==== Given entries ====
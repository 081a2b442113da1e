//! Request assembly: selection + options → a multipart payload description.
//!
//! The payload built here is transport-agnostic — just the ordered parts and
//! fields — so part ordering and option encoding are testable without a
//! network stack. [`crate::pipeline::remote::HttpRemoteClient`] turns it into
//! an actual `multipart/form-data` body at send time.
//!
//! ## Ordering is a contract
//!
//! File parts appear in the user's selection order, never reordered. For
//! merge and images-to-pdf the service concatenates parts in arrival order,
//! so this ordering directly determines the output's page/document order.

use std::path::PathBuf;

use crate::config::ToolConfig;
use crate::error::ValidationError;
use crate::options::ToolOptions;
use crate::session::FileDescriptor;

/// One file part of the multipart body.
#[derive(Debug, Clone, PartialEq, Eq)]
pub struct FilePart {
    /// Multipart field name, fixed per tool (`pdfs`, `images`, `pdf`, `file`).
    pub field: String,
    pub file_name: String,
    pub media_type: String,
    /// Where the bytes are read from at send time.
    pub location: PathBuf,
}

/// The fully assembled request: ordered file parts plus option fields.
#[derive(Debug, Clone, PartialEq, Eq)]
pub struct RequestPayload {
    /// Service path, e.g. `/api/merge-pdf`.
    pub endpoint: String,
    /// File parts, in selection order.
    pub parts: Vec<FilePart>,
    /// Option fields in their declared order, appended after the files.
    pub fields: Vec<(String, String)>,
}

/// Assemble the payload for a validated selection.
///
/// Options are serialised with the same parsers the validation gate uses; a
/// session always validates before building, so the `Err` arm only surfaces
/// when a caller skips the gate.
pub fn build(
    config: &ToolConfig,
    files: &[FileDescriptor],
    options: &ToolOptions,
) -> Result<RequestPayload, ValidationError> {
    let parts = files
        .iter()
        .map(|f| FilePart {
            field: config.file_field.to_string(),
            file_name: f.name.clone(),
            media_type: f.media_type.clone(),
            location: f.location.clone(),
        })
        .collect();

    Ok(RequestPayload {
        endpoint: config.endpoint.to_string(),
        parts,
        fields: options.to_fields()?,
    })
}

#[cfg(test)]
mod tests {
    use super::*;
    use crate::options::{PageNumberFormat, PagePosition};

    fn pdf(name: &str) -> FileDescriptor {
        FileDescriptor {
            location: PathBuf::from(format!("/tmp/{name}")),
            name: name.to_string(),
            media_type: "application/pdf".to_string(),
            size_bytes: Some(1024),
        }
    }

    #[test]
    fn part_order_equals_selection_order() {
        let cfg = ToolConfig::for_tool("merge-pdf");
        let files = vec![pdf("a.pdf"), pdf("b.pdf"), pdf("c.pdf")];

        let payload = build(&cfg, &files, &ToolOptions::None).unwrap();
        let names: Vec<_> = payload.parts.iter().map(|p| p.file_name.as_str()).collect();
        assert_eq!(names, vec!["a.pdf", "b.pdf", "c.pdf"]);
        assert!(payload.parts.iter().all(|p| p.field == "pdfs"));
    }

    #[test]
    fn reordering_the_selection_reorders_the_parts() {
        let cfg = ToolConfig::for_tool("merge-pdf");
        let forward = vec![pdf("a.pdf"), pdf("b.pdf"), pdf("c.pdf")];
        let reversed: Vec<_> = forward.iter().rev().cloned().collect();

        let fwd = build(&cfg, &forward, &ToolOptions::None).unwrap();
        let rev = build(&cfg, &reversed, &ToolOptions::None).unwrap();

        let fwd_names: Vec<_> = fwd.parts.iter().map(|p| p.file_name.clone()).collect();
        let mut rev_names: Vec<_> = rev.parts.iter().map(|p| p.file_name.clone()).collect();
        rev_names.reverse();
        assert_eq!(fwd_names, rev_names);
    }

    #[test]
    fn split_payload_carries_ranges_field() {
        let cfg = ToolConfig::for_tool("split-pdf");
        let opts = ToolOptions::Split {
            ranges: vec!["1-3".into(), "5".into()],
        };

        let payload = build(&cfg, &[pdf("doc.pdf")], &opts).unwrap();
        assert_eq!(payload.endpoint, "/api/split-pdf");
        assert_eq!(payload.parts.len(), 1);
        assert_eq!(payload.parts[0].field, "pdf");
        assert_eq!(
            payload.fields,
            vec![("ranges".to_string(), r#"["1-3","5"]"#.to_string())]
        );
    }

    #[test]
    fn page_number_fields_follow_the_declared_order() {
        let cfg = ToolConfig::for_tool("add-page-numbers");
        let opts = ToolOptions::PageNumbers {
            position: PagePosition::TopRight,
            start_page: "2".into(),
            start_number: "10".into(),
            format: PageNumberFormat::NumberOnly,
        };

        let payload = build(&cfg, &[pdf("doc.pdf")], &opts).unwrap();
        let keys: Vec<_> = payload.fields.iter().map(|(k, _)| k.as_str()).collect();
        assert_eq!(
            keys,
            vec!["position", "startPage", "pageFormat", "startNumber", "fontColor"]
        );
    }

    #[test]
    fn unvalidated_options_surface_the_gate_error() {
        let cfg = ToolConfig::for_tool("split-pdf");
        let opts = ToolOptions::Split {
            ranges: vec!["3-1".into()],
        };
        assert!(build(&cfg, &[pdf("doc.pdf")], &opts).is_err());
    }
}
====
● **Work required**
Exactly as written, restate every line of the listing above.

● **Task result**
repository 081a2b442113da1e
//! Request assembly: selection + options → a multipart payload description.
//!
//! The payload built here is transport-agnostic — just the ordered parts and
//! fields — so part ordering and option encoding are testable without a
//! network stack. [`crate::pipeline::remote::HttpRemoteClient`] turns it into
//! an actual `multipart/form-data` body at send time.
//!
//! ## Ordering is a contract
//!
//! File parts appear in the user's selection order, never reordered. For
//! merge and images-to-pdf the service concatenates parts in arrival order,
//! so this ordering directly determines the output's page/document order.

use std::path::PathBuf;

use crate::config::ToolConfig;
use crate::error::ValidationError;
use crate::options::ToolOptions;
use crate::session::FileDescriptor;

/// One file part of the multipart body.
#[derive(Debug, Clone, PartialEq, Eq)]
pub struct FilePart {
    /// Multipart field name, fixed per tool (`pdfs`, `images`, `pdf`, `file`).
    pub field: String,
    pub file_name: String,
    pub media_type: String,
    /// Where the bytes are read from at send time.
    pub location: PathBuf,
}

/// The fully assembled request: ordered file parts plus option fields.
#[derive(Debug, Clone, PartialEq, Eq)]
pub struct RequestPayload {
    /// Service path, e.g. `/api/merge-pdf`.
    pub endpoint: String,
    /// File parts, in selection order.
    pub parts: Vec<FilePart>,
    /// Option fields in their declared order, appended after the files.
    pub fields: Vec<(String, String)>,
}

/// Assemble the payload for a validated selection.
///
/// Options are serialised with the same parsers the validation gate uses; a
/// session always validates before building, so the `Err` arm only surfaces
/// when a caller skips the gate.
pub fn build(
    config: &ToolConfig,
    files: &[FileDescriptor],
    options: &ToolOptions,
) -> Result<RequestPayload, ValidationError> {
    let parts = files
        .iter()
        .map(|f| FilePart {
            field: config.file_field.to_string(),
            file_name: f.name.clone(),
            media_type: f.media_type.clone(),
            location: f.location.clone(),
        })
        .collect();

    Ok(RequestPayload {
        endpoint: config.endpoint.to_string(),
        parts,
        fields: options.to_fields()?,
    })
}

#[cfg(test)]
mod tests {
    use super::*;
    use crate::options::{PageNumberFormat, PagePosition};

    fn pdf(name: &str) -> FileDescriptor {
        FileDescriptor {
            location: PathBuf::from(format!("/tmp/{name}")),
            name: name.to_string(),
            media_type: "application/pdf".to_string(),
            size_bytes: Some(1024),
        }
    }

    #[test]
    fn part_order_equals_selection_order() {
        let cfg = ToolConfig::for_tool("merge-pdf");
        let files = vec![pdf("a.pdf"), pdf("b.pdf"), pdf("c.pdf")];

        let payload = build(&cfg, &files, &ToolOptions::None).unwrap();
        let names: Vec<_> = payload.parts.iter().map(|p| p.file_name.as_str()).collect();
        assert_eq!(names, vec!["a.pdf", "b.pdf", "c.pdf"]);
        assert!(payload.parts.iter().all(|p| p.field == "pdfs"));
    }

    #[test]
    fn reordering_the_selection_reorders_the_parts() {
        let cfg = ToolConfig::for_tool("merge-pdf");
        let forward = vec![pdf("a.pdf"), pdf("b.pdf"), pdf("c.pdf")];
        let reversed: Vec<_> = forward.iter().rev().cloned().collect();

        let fwd = build(&cfg, &forward, &ToolOptions::None).unwrap();
        let rev = build(&cfg, &reversed, &ToolOptions::None).unwrap();

        let fwd_names: Vec<_> = fwd.parts.iter().map(|p| p.file_name.clone()).collect();
        let mut rev_names: Vec<_> = rev.parts.iter().map(|p| p.file_name.clone()).collect();
        rev_names.reverse();
        assert_eq!(fwd_names, rev_names);
    }

    #[test]
    fn split_payload_carries_ranges_field() {
        let cfg = ToolConfig::for_tool("split-pdf");
        let opts = ToolOptions::Split {
            ranges: vec!["1-3".into(), "5".into()],
        };

        let payload = build(&cfg, &[pdf("doc.pdf")], &opts).unwrap();
        assert_eq!(payload.endpoint, "/api/split-pdf");
        assert_eq!(payload.parts.len(), 1);
        assert_eq!(payload.parts[0].field, "pdf");
        assert_eq!(
            payload.fields,
            vec![("ranges".to_string(), r#"["1-3","5"]"#.to_string())]
        );
    }

    #[test]
    fn page_number_fields_follow_the_declared_order() {
        let cfg = ToolConfig::for_tool("add-page-numbers");
        let opts = ToolOptions::PageNumbers {
            position: PagePosition::TopRight,
            start_page: "2".into(),
            start_number: "10".into(),
            format: PageNumberFormat::NumberOnly,
        };

        let payload = build(&cfg, &[pdf("doc.pdf")], &opts).unwrap();
        let keys: Vec<_> = payload.fields.iter().map(|(k, _)| k.as_str()).collect();
        assert_eq!(
            keys,
            vec!["position", "startPage", "pageFormat", "startNumber", "fontColor"]
        );
    }

    #[test]
    fn unvalidated_options_surface_the_gate_error() {
        let cfg = ToolConfig::for_tool("split-pdf");
        let opts = ToolOptions::Split {
            ranges: vec!["3-1".into()],
        };
        assert!(build(&cfg, &[pdf("doc.pdf")], &opts).is_err());
    }
}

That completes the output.